- _Provided data_:
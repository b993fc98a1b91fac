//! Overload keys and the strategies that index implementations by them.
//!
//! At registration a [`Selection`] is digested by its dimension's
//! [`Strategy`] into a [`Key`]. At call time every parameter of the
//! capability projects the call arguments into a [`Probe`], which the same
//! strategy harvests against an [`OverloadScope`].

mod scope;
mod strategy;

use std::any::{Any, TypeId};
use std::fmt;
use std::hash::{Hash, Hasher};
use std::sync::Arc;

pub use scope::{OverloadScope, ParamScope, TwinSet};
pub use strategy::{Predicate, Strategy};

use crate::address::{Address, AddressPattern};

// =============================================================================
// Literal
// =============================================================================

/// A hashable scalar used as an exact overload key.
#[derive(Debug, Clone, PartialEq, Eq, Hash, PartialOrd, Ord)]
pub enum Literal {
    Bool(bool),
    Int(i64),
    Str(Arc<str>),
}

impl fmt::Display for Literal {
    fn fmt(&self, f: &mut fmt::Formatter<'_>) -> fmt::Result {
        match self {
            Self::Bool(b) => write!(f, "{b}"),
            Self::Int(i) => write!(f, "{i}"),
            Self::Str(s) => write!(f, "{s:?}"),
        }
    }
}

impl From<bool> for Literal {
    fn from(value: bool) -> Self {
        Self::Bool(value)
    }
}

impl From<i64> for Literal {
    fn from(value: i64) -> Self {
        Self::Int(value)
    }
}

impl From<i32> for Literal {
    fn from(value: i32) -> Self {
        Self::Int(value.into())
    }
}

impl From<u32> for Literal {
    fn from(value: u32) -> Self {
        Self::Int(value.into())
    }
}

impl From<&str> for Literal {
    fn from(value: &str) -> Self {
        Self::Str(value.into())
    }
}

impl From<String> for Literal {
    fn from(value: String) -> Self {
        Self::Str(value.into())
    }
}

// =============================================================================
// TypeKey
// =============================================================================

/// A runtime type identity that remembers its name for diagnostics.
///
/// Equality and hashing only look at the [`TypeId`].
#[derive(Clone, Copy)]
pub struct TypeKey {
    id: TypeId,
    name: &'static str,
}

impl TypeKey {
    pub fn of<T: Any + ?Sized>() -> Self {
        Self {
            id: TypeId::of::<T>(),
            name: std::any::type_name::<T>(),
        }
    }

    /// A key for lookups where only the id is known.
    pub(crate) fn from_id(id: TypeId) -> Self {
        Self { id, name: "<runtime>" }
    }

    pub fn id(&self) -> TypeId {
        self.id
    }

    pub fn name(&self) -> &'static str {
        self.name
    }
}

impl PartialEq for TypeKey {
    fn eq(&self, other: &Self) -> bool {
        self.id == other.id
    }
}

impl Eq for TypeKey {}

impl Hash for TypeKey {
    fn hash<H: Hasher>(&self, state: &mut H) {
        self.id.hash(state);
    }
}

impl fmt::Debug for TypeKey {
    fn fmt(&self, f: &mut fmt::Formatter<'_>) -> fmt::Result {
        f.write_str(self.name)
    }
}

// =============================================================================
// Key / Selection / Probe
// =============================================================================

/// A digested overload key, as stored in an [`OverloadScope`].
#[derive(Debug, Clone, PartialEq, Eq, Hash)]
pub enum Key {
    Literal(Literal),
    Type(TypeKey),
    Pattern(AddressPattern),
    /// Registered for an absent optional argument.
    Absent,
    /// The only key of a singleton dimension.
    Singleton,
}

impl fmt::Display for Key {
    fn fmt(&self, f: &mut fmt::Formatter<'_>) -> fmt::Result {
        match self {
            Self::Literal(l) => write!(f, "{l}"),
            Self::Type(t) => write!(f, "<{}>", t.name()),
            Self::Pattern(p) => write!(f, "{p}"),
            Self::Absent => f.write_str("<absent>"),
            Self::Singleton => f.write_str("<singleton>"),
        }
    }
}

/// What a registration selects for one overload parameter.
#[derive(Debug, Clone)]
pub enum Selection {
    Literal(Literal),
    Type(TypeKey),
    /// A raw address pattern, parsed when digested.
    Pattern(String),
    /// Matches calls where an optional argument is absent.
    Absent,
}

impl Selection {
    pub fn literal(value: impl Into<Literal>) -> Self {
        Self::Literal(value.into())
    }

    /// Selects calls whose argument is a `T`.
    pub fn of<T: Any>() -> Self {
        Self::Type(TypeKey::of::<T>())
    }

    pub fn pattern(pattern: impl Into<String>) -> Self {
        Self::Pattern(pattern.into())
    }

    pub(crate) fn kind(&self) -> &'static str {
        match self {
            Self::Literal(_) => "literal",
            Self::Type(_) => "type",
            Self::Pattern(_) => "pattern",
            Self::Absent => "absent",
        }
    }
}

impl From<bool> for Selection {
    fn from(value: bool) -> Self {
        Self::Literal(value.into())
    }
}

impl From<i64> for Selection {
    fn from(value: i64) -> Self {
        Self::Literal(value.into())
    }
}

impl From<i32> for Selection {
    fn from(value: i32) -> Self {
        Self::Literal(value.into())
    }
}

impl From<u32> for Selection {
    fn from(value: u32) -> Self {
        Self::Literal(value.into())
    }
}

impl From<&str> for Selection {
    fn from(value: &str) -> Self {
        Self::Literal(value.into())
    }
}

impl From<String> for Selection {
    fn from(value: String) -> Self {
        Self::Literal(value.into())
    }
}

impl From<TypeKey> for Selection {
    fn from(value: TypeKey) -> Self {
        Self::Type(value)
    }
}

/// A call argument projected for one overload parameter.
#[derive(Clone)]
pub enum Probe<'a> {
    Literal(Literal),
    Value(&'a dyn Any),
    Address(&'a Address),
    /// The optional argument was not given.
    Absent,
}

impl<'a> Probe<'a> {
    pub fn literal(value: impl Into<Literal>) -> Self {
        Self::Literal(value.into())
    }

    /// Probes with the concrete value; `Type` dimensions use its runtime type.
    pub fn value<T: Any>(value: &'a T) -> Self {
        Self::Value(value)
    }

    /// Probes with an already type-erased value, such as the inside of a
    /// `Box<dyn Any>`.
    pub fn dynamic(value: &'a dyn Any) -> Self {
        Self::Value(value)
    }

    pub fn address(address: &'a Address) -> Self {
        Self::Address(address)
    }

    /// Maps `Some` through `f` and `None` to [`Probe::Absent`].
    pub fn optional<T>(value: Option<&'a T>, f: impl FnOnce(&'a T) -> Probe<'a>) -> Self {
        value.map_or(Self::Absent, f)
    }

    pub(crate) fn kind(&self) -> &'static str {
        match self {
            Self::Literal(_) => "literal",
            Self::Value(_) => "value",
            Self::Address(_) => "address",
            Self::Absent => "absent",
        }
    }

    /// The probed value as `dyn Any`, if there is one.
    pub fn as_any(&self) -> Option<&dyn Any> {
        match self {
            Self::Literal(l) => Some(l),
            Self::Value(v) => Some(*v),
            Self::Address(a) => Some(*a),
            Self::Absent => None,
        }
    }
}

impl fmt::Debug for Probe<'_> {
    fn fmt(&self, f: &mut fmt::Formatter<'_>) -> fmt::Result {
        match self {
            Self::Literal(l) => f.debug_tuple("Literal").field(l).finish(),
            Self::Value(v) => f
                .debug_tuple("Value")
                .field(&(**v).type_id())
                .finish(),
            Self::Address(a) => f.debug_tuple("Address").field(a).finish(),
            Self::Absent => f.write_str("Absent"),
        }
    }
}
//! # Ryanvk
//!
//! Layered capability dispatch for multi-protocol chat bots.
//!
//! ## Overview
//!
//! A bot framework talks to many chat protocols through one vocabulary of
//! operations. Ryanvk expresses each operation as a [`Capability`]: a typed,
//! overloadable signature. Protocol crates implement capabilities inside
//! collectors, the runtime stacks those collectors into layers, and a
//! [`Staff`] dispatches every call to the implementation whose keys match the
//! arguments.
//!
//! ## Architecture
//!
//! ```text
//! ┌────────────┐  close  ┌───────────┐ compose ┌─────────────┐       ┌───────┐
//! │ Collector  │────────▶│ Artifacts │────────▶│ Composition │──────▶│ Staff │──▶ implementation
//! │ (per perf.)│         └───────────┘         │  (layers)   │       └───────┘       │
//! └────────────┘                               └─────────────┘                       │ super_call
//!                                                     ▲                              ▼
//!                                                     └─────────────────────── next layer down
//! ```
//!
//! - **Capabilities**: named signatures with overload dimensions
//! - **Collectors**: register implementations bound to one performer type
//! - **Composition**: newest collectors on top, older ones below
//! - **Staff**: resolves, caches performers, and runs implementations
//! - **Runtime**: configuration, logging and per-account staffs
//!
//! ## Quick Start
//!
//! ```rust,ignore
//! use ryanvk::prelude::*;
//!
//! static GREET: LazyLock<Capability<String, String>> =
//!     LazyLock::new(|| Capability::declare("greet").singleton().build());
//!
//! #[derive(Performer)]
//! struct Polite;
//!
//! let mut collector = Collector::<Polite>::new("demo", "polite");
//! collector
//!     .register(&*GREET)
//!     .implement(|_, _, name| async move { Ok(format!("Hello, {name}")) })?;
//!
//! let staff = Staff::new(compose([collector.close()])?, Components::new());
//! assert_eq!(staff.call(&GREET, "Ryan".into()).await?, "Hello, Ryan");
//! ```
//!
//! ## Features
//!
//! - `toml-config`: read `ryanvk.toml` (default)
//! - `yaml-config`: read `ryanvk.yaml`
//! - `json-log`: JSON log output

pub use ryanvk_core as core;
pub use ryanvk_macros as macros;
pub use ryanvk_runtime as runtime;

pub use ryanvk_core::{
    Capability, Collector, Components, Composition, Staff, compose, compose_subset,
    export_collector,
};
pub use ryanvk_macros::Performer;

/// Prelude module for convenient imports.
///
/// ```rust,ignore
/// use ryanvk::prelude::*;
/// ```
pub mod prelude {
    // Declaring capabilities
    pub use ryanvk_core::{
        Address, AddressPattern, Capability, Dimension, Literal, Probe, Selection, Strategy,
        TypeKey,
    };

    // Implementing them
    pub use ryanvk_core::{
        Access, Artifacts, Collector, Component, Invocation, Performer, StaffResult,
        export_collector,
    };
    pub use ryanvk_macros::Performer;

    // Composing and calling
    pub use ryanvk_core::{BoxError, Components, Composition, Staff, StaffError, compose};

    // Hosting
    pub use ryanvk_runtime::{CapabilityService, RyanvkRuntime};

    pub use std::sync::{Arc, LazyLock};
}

- _Exercise goal_: Throughout the material above, report each line holding the word "static".

- _Result of this task_:
    name: &'static str,
    pub fn name(&self) -> &'static str {
    pub(crate) fn kind(&self) -> &'static str {
    pub(crate) fn kind(&self) -> &'static str {
//! static GREET: LazyLock<Capability<String, String>> =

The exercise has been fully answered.